[Stored data entries]

• • • •

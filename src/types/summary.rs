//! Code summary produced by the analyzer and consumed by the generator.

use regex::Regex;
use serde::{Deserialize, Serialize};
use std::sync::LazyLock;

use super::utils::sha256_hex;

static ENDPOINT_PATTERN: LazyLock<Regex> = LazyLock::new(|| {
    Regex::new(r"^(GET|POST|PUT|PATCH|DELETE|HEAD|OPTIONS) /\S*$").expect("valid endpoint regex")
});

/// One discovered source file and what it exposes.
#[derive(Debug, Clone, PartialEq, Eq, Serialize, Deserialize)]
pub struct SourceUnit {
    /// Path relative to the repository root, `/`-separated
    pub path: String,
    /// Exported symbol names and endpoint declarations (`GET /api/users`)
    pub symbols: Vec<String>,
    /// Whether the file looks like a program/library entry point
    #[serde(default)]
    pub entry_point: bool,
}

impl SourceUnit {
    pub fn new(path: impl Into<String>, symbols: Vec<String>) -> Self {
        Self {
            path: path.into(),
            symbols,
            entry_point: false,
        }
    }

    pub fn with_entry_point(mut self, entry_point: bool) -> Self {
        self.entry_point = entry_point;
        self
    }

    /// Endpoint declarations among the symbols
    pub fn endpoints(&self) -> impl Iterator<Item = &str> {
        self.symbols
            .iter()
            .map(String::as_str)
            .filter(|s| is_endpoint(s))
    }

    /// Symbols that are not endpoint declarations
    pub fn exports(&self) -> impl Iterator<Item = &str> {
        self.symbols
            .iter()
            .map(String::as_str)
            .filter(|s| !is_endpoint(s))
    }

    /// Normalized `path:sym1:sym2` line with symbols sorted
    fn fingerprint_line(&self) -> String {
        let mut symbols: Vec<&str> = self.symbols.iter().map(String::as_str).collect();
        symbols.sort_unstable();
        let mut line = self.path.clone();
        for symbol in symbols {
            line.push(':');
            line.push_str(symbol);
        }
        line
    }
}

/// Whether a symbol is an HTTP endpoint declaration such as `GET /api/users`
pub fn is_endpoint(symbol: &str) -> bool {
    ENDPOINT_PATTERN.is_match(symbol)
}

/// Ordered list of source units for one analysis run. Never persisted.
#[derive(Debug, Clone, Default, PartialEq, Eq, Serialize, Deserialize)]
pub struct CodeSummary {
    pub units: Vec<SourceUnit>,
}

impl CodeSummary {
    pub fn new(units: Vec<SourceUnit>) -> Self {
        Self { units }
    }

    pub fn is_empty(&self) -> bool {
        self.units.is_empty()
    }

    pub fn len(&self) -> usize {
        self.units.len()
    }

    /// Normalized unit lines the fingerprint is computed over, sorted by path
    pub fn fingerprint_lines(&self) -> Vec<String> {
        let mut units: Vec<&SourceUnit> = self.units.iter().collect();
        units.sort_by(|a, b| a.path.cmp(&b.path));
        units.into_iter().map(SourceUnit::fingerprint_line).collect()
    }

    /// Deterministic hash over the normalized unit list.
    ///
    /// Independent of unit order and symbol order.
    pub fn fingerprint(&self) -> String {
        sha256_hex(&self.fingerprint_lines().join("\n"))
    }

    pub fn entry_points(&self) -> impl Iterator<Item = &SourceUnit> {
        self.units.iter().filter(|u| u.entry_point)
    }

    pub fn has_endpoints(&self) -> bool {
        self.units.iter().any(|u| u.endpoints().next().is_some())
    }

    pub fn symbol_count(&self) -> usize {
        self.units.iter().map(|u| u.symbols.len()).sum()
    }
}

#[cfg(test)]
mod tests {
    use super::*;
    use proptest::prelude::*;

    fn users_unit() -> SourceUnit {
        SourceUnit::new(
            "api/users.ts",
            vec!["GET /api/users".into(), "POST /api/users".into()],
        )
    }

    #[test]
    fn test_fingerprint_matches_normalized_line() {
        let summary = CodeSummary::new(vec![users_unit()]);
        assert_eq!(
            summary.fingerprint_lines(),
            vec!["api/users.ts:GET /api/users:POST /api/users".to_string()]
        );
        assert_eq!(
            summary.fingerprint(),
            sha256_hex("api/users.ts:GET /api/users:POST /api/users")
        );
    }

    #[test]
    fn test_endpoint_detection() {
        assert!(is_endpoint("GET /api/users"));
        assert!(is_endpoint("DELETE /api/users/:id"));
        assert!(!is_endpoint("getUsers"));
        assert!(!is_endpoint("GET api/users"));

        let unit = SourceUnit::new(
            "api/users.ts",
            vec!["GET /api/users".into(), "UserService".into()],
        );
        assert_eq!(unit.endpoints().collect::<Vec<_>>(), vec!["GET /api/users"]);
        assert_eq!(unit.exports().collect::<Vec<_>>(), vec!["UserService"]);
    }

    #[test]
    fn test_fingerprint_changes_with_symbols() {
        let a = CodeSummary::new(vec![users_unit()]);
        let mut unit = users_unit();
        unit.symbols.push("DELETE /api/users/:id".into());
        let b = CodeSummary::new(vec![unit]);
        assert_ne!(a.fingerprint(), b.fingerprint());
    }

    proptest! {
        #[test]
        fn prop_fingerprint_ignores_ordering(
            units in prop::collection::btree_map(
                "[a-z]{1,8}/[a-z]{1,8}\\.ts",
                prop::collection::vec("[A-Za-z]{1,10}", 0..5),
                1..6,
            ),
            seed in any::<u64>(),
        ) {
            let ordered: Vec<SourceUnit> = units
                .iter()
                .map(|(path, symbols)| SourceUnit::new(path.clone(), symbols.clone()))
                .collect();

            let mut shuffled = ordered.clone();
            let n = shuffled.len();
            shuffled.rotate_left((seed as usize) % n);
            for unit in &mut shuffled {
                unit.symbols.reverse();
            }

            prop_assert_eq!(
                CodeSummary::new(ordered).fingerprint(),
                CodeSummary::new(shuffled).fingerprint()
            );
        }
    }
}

• • • •

(Exercise details): Lines that contain "Serialize" should be pulled from the entries above and reported.

(Answer for this exercise):
use serde::{Deserialize, Serialize};
#[derive(Debug, Clone, PartialEq, Eq, Serialize, Deserialize)]
#[derive(Debug, Clone, Default, PartialEq, Eq, Serialize, Deserialize)]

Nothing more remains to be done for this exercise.